ByRoute 1.6 Co. Mayo & Co. Sligo

Bartragh / Bertra Island, in the middle of Killala Bay, between Killala in County Mayo and Enniscrone in County Sligo, is a major wintering ground for rare Brent Geese. British golf star Nick Faldo paid €2.5 million for the long 365-acre island in 2003 with a view to developing an international championship course, but the purchase soon become mired in legal challenges. (Photo by ) 

The Battle of Kilroe

 

The Battle of Kilroe was fought c.1281 between Hiberno-Welsh Normans led by William Mór Barrett,  the new Lord of Tirawley, and the vengeful Tahilly O’Dowd at the head of  a joint force of dispossessed Gaelic clansmen and disaffected newcomers (Moores, Browns, Cusacks etc., whose nearby Meelick Castle had been confiscated and given to Barrett’s kinsman Mac Wattin). 

 

The opposing forces were drawn up at Moyne, where local lore still identifies the pillar stones which marked their respective positions. In the battle, Tahilly O’Dowd and his friend Tahilly O’Boyle were foremost in bravery and daring, while Cusack and his Irish auxiliaries carried the day. William Mór Barrett and one of his henchmen, Adam Fleming, were among the fallen and their supporters fled in despair. Many of them sought sanctuary in the nearby church of Kilroe, but they were pursued by the vengeful victors, surrounded and butchered unmercifully.

 

The following year, O’Dowd was murdered by Cusack, who himself died five years later leaving Tirawley in the possession of the Barretts. They were eventually forced to acknowledge the overlordship of the De Burgos – one of whom was Thomas Óg of Moyne, holder of the supreme title of the Mac William or chief of the clan.

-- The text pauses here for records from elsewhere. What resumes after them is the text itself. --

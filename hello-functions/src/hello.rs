use hello_functions_host::encoding::{Extract, Json};
use hello_functions_host::logging::Logger;
use hello_functions_host::{IntoWebResponse, WebRequest, WebResponse};

#[derive(serde::Deserialize)]
struct GreetBody {
    name: Option<String>,
}

/// Greets the caller by name.
///
/// The name is taken from the `name` query parameter when present and
/// non-empty; the query wins over the body even when both disagree.
/// Otherwise the request body is read as a JSON object with an optional
/// string `name` field. A name that cannot be resolved by either path is
/// not an error: the response asks the caller to supply one instead. The
/// response status is 200 in every case.
pub fn hello(request: WebRequest, logger: &dyn Logger) -> WebResponse {
    logger.log(
        log::Level::Info,
        "HTTP trigger function processed a request.",
    );

    let name = query_name(&request).or_else(|| body_name(&request));

    let message = match name {
        Some(name) => {
            format!("Hello, {name}. This HTTP triggered function executed successfully.")
        }
        None => "This HTTP triggered function executed successfully. \
                 Pass a name in the query string or in the request body for a personalized response."
            .to_string(),
    };
    message.response()
}

fn query_name(request: &WebRequest) -> Option<String> {
    request
        .query_parameter("name")
        .filter(|value| !value.is_empty())
        .map(str::to_string)
}

// A body that is absent, empty, malformed, or missing the field resolves to
// no name rather than an error.
fn body_name(request: &WebRequest) -> Option<String> {
    let body = request.body()?;
    let Json(GreetBody { name }) = Json::extract(body).ok()?;
    name.filter(|name| !name.is_empty())
}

Kilroe church, now in a very ruinous state, stancs on one of the earliest known Christian locations in the area; this  may have been the site of the “church of Kilroe Mór in the country of Amalgadia” mentioned in the Life of Saint Patrick. There is a Standing Stone nearby.

Moyne Abbey 

 

Moyne Abbey, said to occupy the site of an earlier foundation of Saint Mucna / Muicin, was founded by Tomás Óg de Burgo for the Observantine Order of St Francis, and consecrated in 1462. 

 

It was burnt in 1590 by Crown troops  under Queen Elizabeth I‘s regional governor , the President of Connaught,  Sir Richard Bingham. The property was granted to Edmund Barrett in 1595 and passed successively to Sir William Tentor, Richard Boyle, 1st Earl of Cork and the Lindsay family.

 

One of the most impressive ecclesiastical complexes in Mayo, the friary was built in the late Irish Gothic style and has extensive ruins, consisting of a church and domestic buildings situated around a central cloister. Its east window displays fine switchline tracery. Its west doorway is a C17th insertion.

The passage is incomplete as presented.